◆ **Recorded data**:
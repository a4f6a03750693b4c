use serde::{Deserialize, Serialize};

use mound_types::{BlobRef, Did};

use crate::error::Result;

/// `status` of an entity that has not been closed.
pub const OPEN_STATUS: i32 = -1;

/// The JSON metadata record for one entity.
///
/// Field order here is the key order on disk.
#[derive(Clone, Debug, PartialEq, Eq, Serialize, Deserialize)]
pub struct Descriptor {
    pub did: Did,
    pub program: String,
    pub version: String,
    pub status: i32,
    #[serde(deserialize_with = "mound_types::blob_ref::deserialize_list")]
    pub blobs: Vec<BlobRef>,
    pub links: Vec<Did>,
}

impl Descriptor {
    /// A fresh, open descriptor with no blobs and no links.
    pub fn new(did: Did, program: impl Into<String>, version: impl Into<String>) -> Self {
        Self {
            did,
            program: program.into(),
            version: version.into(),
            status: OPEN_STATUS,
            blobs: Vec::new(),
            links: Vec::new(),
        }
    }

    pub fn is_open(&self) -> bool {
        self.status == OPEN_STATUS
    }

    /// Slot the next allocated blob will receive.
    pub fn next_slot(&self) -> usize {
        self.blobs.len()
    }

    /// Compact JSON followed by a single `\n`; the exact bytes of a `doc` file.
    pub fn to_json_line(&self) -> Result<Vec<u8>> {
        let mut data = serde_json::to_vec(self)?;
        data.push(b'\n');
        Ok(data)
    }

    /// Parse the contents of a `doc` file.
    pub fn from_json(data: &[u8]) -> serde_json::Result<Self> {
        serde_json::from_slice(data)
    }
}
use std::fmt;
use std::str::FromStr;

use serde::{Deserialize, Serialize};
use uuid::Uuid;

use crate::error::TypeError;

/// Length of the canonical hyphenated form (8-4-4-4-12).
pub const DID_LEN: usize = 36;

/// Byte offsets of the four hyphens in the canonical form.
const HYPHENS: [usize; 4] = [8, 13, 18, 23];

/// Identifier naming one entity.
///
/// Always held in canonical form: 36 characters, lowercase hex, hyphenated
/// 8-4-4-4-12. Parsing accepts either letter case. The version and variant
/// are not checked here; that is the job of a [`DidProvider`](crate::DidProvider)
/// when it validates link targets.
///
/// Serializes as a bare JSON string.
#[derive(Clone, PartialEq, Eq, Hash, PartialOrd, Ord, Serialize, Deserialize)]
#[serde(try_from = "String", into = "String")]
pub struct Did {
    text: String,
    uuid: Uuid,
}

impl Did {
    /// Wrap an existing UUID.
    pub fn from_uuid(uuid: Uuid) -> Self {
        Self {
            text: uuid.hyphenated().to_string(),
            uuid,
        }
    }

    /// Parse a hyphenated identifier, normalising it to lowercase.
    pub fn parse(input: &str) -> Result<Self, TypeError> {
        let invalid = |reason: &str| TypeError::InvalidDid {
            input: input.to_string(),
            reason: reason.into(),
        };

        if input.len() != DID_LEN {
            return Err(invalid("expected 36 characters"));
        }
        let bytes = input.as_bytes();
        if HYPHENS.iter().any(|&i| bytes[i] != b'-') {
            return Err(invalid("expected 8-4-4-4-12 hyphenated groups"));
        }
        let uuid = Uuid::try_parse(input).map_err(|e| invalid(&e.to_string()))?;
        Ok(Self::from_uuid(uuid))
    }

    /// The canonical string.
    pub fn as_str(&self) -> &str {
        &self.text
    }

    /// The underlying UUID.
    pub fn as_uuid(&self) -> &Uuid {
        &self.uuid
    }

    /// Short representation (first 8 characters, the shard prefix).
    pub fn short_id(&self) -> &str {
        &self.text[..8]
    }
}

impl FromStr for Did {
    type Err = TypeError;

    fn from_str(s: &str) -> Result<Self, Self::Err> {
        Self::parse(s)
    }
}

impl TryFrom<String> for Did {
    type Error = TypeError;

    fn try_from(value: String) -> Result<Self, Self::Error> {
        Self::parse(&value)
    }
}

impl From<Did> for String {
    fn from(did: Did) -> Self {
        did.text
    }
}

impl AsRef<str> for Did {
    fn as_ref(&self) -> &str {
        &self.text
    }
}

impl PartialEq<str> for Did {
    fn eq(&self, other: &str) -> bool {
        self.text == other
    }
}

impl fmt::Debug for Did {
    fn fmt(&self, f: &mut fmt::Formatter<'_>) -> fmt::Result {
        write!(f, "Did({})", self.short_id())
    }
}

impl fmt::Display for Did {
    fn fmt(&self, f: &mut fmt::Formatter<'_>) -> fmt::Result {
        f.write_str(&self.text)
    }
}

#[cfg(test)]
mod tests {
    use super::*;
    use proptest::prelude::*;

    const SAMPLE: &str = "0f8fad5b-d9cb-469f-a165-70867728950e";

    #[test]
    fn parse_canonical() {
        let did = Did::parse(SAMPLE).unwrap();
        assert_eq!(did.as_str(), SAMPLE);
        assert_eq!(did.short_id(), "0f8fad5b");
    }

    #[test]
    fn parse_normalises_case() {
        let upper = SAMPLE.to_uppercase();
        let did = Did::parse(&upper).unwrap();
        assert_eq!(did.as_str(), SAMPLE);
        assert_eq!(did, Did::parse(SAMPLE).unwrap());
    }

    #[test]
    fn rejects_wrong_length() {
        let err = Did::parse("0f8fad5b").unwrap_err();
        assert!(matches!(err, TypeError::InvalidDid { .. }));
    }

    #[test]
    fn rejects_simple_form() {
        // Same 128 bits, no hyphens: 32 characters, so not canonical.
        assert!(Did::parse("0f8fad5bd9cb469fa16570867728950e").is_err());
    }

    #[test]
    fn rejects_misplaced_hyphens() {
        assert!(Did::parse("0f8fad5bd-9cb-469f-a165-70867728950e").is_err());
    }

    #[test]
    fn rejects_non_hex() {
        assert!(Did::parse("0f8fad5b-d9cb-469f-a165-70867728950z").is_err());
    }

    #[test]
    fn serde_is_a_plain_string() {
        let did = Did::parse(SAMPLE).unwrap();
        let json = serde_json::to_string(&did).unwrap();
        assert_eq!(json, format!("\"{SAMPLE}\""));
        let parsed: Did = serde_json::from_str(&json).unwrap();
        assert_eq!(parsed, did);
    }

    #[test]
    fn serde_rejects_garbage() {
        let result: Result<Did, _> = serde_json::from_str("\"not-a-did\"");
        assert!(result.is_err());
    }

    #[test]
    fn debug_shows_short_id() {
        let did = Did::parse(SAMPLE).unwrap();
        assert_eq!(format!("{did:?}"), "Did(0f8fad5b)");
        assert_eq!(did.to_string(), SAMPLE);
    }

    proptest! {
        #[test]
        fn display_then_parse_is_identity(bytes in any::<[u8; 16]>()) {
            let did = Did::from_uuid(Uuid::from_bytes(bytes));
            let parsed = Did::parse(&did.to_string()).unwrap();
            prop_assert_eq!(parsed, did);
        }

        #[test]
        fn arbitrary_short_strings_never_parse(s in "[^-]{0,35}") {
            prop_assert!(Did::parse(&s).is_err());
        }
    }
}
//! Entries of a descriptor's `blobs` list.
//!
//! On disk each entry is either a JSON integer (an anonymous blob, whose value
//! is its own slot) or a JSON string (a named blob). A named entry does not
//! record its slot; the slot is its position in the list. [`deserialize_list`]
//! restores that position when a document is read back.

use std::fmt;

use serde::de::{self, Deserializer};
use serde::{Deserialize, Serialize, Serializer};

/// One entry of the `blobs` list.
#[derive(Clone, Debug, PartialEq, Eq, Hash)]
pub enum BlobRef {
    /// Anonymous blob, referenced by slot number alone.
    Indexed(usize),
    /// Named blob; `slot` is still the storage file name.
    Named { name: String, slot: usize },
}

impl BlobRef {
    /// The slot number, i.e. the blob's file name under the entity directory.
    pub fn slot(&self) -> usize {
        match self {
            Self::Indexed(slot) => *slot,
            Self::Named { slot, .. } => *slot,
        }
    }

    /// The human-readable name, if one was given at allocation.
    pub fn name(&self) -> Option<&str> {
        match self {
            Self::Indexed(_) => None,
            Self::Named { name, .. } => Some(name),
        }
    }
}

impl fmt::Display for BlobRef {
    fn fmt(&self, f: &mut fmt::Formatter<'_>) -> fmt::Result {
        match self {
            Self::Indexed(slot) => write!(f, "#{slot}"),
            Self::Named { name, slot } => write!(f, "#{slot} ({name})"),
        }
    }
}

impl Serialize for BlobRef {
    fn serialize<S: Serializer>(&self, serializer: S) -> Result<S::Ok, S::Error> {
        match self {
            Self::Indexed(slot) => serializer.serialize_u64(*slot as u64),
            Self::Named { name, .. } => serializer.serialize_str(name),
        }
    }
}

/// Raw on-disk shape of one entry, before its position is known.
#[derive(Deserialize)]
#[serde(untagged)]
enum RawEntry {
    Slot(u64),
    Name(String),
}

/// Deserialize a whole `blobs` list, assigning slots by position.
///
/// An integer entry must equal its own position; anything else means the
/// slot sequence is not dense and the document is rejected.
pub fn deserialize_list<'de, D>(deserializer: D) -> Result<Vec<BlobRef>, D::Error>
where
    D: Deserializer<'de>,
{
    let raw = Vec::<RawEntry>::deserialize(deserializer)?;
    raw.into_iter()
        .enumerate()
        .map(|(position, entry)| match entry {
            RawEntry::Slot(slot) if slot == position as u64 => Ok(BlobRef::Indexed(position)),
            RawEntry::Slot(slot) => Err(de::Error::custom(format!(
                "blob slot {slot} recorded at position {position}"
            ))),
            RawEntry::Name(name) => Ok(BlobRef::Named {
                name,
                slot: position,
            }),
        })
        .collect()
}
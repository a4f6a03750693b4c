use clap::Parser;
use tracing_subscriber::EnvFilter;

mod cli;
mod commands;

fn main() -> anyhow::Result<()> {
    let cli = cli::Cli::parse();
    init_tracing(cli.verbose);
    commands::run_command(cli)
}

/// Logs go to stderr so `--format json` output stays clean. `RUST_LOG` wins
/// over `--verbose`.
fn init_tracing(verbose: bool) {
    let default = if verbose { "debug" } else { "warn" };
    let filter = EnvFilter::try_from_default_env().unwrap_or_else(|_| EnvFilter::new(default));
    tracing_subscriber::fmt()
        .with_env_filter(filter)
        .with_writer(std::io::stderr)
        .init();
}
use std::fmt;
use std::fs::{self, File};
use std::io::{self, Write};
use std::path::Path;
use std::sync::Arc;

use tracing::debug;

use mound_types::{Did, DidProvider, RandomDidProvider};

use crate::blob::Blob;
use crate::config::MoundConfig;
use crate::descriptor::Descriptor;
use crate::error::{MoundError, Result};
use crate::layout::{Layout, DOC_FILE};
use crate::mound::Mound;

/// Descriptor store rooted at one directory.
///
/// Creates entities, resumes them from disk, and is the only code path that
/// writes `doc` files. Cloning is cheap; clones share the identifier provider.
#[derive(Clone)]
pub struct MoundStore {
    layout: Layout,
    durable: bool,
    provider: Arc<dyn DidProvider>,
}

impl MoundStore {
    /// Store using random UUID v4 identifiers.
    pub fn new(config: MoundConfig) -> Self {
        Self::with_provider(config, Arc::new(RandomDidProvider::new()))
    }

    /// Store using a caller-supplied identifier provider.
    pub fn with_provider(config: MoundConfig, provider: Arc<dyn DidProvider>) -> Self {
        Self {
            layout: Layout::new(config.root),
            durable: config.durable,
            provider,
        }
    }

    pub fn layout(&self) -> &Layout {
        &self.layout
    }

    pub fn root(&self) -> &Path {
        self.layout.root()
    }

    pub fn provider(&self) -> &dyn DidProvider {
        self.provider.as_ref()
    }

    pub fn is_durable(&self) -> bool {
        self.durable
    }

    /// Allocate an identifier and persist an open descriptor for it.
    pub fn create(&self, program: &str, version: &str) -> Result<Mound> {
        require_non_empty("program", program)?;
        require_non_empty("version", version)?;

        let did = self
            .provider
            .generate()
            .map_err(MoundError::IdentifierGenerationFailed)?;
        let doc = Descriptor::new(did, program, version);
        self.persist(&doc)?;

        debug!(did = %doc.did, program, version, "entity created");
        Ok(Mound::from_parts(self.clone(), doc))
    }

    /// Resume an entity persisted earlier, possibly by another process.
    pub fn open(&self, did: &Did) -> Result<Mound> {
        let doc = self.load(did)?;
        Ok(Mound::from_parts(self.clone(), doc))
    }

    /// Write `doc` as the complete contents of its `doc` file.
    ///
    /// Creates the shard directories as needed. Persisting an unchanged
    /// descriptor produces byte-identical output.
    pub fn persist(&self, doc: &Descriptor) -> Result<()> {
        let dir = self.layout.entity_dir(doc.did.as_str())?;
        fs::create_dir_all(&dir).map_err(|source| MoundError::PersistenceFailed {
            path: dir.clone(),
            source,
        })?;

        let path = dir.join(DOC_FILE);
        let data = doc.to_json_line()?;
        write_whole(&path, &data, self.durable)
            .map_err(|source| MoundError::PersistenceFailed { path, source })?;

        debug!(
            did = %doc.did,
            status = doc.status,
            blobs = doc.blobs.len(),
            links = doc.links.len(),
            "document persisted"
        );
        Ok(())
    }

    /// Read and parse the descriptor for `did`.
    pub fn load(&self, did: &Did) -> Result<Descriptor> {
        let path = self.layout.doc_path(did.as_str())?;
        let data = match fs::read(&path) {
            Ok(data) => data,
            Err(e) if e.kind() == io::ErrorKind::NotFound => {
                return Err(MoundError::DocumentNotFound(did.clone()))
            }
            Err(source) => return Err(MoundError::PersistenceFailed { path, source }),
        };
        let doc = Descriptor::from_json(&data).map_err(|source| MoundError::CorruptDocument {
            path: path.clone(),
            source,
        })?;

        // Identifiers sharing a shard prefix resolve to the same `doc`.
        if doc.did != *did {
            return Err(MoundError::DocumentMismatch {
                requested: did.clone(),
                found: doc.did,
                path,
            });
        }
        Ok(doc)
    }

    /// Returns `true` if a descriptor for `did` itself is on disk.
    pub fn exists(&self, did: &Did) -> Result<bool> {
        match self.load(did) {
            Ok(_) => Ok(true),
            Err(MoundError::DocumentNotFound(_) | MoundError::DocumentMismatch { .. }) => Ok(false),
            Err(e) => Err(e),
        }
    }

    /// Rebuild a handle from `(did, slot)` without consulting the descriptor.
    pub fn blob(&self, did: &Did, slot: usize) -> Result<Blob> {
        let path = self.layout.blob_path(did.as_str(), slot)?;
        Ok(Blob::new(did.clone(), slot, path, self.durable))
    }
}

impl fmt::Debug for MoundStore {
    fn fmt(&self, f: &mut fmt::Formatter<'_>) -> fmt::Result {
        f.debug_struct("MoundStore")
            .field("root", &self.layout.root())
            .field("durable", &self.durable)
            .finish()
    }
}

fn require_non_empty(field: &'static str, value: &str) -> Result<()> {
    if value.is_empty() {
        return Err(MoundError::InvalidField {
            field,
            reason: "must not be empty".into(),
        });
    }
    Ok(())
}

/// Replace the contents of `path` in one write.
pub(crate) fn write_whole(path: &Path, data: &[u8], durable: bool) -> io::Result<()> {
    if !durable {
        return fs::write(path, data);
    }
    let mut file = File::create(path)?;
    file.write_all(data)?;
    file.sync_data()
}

◆ **Task statement**: Lines from the one containing "let mut file = File::create(path)?;" through the final line of the entries are the only ones to print, and each must match exactly.

◆ **Task result**:
    let mut file = File::create(path)?;
    file.write_all(data)?;
    file.sync_data()
}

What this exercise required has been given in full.